I believe him. See, Munger is Warren Buffet's business partner. He's worth $1.4 billion, and he's ninety-three years old. He has no use for greed.

Needless to say, not every developer is a Charlie Munger. Unfortunately, many people in Los Angeles talk about developers like they're all Charles Manson. 

Among the grandiose promises, half-truths, and outright whoppers that sponsors of Measure S proffered, one of the most consistent messages concerned the depravity of real estate developers. They affixed “greedy” to the profession the way the president affixed “crooked” to his opponent.
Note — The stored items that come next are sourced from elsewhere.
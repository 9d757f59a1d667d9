use once_cell::sync::Lazy;

use crate::alpha::{char_to_index, index_to_char, is_permutation};
use crate::{Error, WheelSet, LETTER_COUNT};

/// A wired wheel from the historical catalog: a fixed letter permutation
/// plus the positions at which stepping past it carries the next wheel.
/// Entries are built once at first use and never mutated.
pub struct Wheel {
    id: &'static str,
    cipher: &'static str,
    date: &'static str,
    name: &'static str,
    map: [u8; LETTER_COUNT],
    turnover: [bool; LETTER_COUNT],
    notch: [bool; LETTER_COUNT],
    reflect: bool,
}

impl Wheel {
    /// Malformed wiring is a data error, so it aborts catalog
    /// initialization instead of surfacing at translation time.
    fn new(
        id: &'static str,
        cipher: &'static str,
        date: &'static str,
        name: &'static str,
        turnover_letters: &'static str,
    ) -> Self {
        assert!(
            cipher.len() == LETTER_COUNT,
            "wheel {id}: wiring must cover the alphabet"
        );
        let mut map = [0u8; LETTER_COUNT];
        for (i, c) in cipher.chars().enumerate() {
            map[i] = char_to_index(c)
                .unwrap_or_else(|| panic!("wheel {id}: {c:?} is not a wiring letter"));
        }
        assert!(is_permutation(&map), "wheel {id}: wiring is not a permutation");

        let mut turnover = [false; LETTER_COUNT];
        let mut notch = [false; LETTER_COUNT];
        for c in turnover_letters.chars() {
            let t = char_to_index(c)
                .unwrap_or_else(|| panic!("wheel {id}: {c:?} is not a turnover letter"))
                as usize;
            turnover[t] = true;
            // The notch sits one position before the turnover.
            notch[(t + LETTER_COUNT - 1) % LETTER_COUNT] = true;
        }

        let reflect = map
            .iter()
            .enumerate()
            .all(|(i, &c)| c as usize != i && map[c as usize] as usize == i);

        Self {
            id,
            cipher,
            date,
            name,
            map,
            turnover,
            notch,
            reflect,
        }
    }

    pub fn is(&self, target: &str) -> bool {
        self.id == target
    }

    pub fn id(&self) -> &'static str {
        self.id
    }

    pub fn cipher(&self) -> &'static str {
        self.cipher
    }

    pub fn date(&self) -> &'static str {
        self.date
    }

    pub fn name(&self) -> &'static str {
        self.name
    }

    pub fn map(&self) -> &[u8; LETTER_COUNT] {
        &self.map
    }

    pub fn is_reflector(&self) -> bool {
        self.reflect
    }

    pub fn is_turnover(&self, index: u8) -> bool {
        self.turnover[index as usize]
    }

    pub fn is_notch(&self, index: u8) -> bool {
        self.notch[index as usize]
    }

    pub fn turnover_letters(&self) -> String {
        (0..LETTER_COUNT as u8)
            .filter(|&i| self.is_turnover(i))
            .map(index_to_char)
            .collect()
    }
}

impl std::fmt::Debug for Wheel {
    fn fmt(&self, f: &mut std::fmt::Formatter<'_>) -> std::fmt::Result {
        write!(
            f,
            "Wheel [id={}, cipher={}, name={}, reflect={}]",
            self.id, self.cipher, self.name, self.reflect
        )
    }
}

/// The full historical catalog, partitioned into named sets.
pub struct Catalog {
    commercial: Vec<Wheel>,
    rocket: Vec<Wheel>,
    swiss_k: Vec<Wheel>,
    m3: Vec<Wheel>,
    m4: Vec<Wheel>,
}

impl Catalog {
    pub fn wheels(&self, set: WheelSet) -> &[Wheel] {
        match set {
            WheelSet::Commercial => &self.commercial,
            WheelSet::Rocket => &self.rocket,
            WheelSet::SwissK => &self.swiss_k,
            WheelSet::M3 => &self.m3,
            WheelSet::M4 => &self.m4,
        }
    }

    /// Find a wheel by id, scanning only the given sets in order.
    pub fn lookup(&self, sets: &[WheelSet], id: &str) -> Result<&Wheel, Error> {
        for &set in sets {
            if let Some(wheel) = self.wheels(set).iter().find(|wheel| wheel.is(id)) {
                return Ok(wheel);
            }
        }
        Err(Error::UnknownWheel(id.to_string()))
    }

    /// Wheels usable as a fixed reflector, in the order they are offered
    /// to collaborators. The first entry is the default choice.
    pub fn reflector_ids(&self) -> Vec<&'static str> {
        [WheelSet::M4, WheelSet::Rocket, WheelSet::SwissK]
            .iter()
            .flat_map(|&set| self.wheels(set))
            .filter(|wheel| wheel.is_reflector())
            .map(Wheel::id)
            .collect()
    }
}

static CATALOG: Lazy<Catalog> = Lazy::new(|| Catalog {
    commercial: vec![
        Wheel::new("IC", "DMTWSILRUYQNKFEJCAZBPGXOHV", "1924", "Commercial Enigma A, B", "R"),
        Wheel::new("IIC", "HQZGPJTMOBLNCIFDYAWVEUSRKX", "1924", "Commercial Enigma A, B", "F"),
        Wheel::new("IIIC", "UQNTLSZFMREHDPXKIBVYGJCWOA", "1924", "Commercial Enigma A, B", "W"),
    ],
    rocket: vec![
        Wheel::new("I", "JGDQOXUSCAMIFRVTPNEWKBLZYH", "7 February 1941", "German Railway (Rocket)", "R"),
        Wheel::new("II", "NTZPSFBOKMWRCJDIVLAEYUXHGQ", "7 February 1941", "German Railway (Rocket)", "F"),
        Wheel::new("III", "JVIUBHTCDYAKEQZPOSGXNRMWFL", "7 February 1941", "German Railway (Rocket)", "W"),
        Wheel::new("UKW", "QYHOGNECVPUZTFDJAXWMKISRBL", "7 February 1941", "German Railway (Rocket)", ""),
        Wheel::new("ETW", "QWERTZUIOASDFGHJKPYXCVBNML", "7 February 1941", "German Railway (Rocket)", ""),
    ],
    swiss_k: vec![
        Wheel::new("I-K", "PEZUOHXSCVFMTBGLRINQJWAYDK", "February 1939", "Swiss K", "R"),
        Wheel::new("II-K", "ZOUESYDKFWPCIQXHMVBLGNJRAT", "February 1939", "Swiss K", "F"),
        Wheel::new("III-K", "EHRVXGAOBQUSIMZFLYNWKTPDJC", "February 1939", "Swiss K", "W"),
        Wheel::new("UKW-K", "IMETCGFRAYSQBZXWLHKDVUPOJN", "February 1939", "Swiss K", ""),
        Wheel::new("ETW-K", "QWERTZUIOASDFGHJKPYXCVBNML", "February 1939", "Swiss K", ""),
    ],
    m3: vec![
        Wheel::new("I", "EKMFLGDQVZNTOWYHXUSPAIBRCJ", "1930", "Enigma I", "R"),
        Wheel::new("II", "AJDKSIRUXBLHWTMCQGZNPYFVOE", "1930", "Enigma I", "F"),
        Wheel::new("III", "BDFHJLCPRTXVZNYEIWGAKMUSQO", "1930", "Enigma I", "W"),
        Wheel::new("IV", "ESOVPZJAYQUIRHXLNFTGKDCMWB", "December 1938", "M3 Army", "K"),
        Wheel::new("V", "VZBRGITYUPSDNHLXAWMJQOFECK", "December 1938", "M3 Army", "A"),
        Wheel::new("VI", "JPGVOUMFYQBENHZRDKASXLICTW", "1939", "M3 & M4 Naval (FEB 1942)", "AN"),
        Wheel::new("VII", "NZJHGRCXMYSWBOUFAIVLPEKQDT", "1939", "M3 & M4 Naval (FEB 1942)", "AN"),
        Wheel::new("VIII", "FKQHTLXOCBJSPDZRAMEWNIUYGV", "1939", "M3 & M4 Naval (FEB 1942)", "AN"),
    ],
    m4: vec![
        Wheel::new("Beta", "LEYJVCNIXWPBQMDRTAKZGFUHOS", "Spring 1941", "M4 R2", ""),
        Wheel::new("Gamma", "FSOKANUERHMBTIYCWLQPZXVGJD", "Spring 1942", "M4 R2", ""),
        Wheel::new("Reflector A", "EJMZALYXVBWFCRQUONTSPIKHGD", "", "", ""),
        Wheel::new("Reflector B", "YRUHQSLDPXNGOKMIEBFZCWVJAT", "", "", ""),
        Wheel::new("Reflector C", "FVPJIAOYEDRZXWGCTKUQSBNMHL", "", "", ""),
        Wheel::new("Reflector B Thin", "ENKQAUYWJICOPBLMDXZVFTHRGS", "1940", "M4 R1 (M3 + Thin)", ""),
        Wheel::new("Reflector C Thin", "RDOBJNTKVEHMLFCWZAXGYIPSUQ", "1940", "M4 R1 (M3 + Thin)", ""),
        Wheel::new("ETW", "ABCDEFGHIJKLMNOPQRSTUVWXYZ", "", "Enigma I", ""),
    ],
});

/// Process-wide read-only catalog, loaded on first use.
pub fn catalog() -> &'static Catalog {
    &CATALOG
}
Perhaps most damningly, they referred to developers as “Trump’s pals.” (Munger, for one, isn’t.)

To hear the Measure S coalition tell it, developers, be they individuals or companies, want to exploit the city, corrupt the politicians, and build the biggest, ugliest structures they can, everywhere and anywhere. They foist “luxury” apartments upon and invite gentrification into unsuspecting neighborhoods and drive up rents, as if gentrification depends purely on supply and has nothing to do with demand. 

Left unchecked, Los Angeles would suffer “Manhattanization,” as if resembling the most prosperous, most exciting city in the world would be a fate worse than death.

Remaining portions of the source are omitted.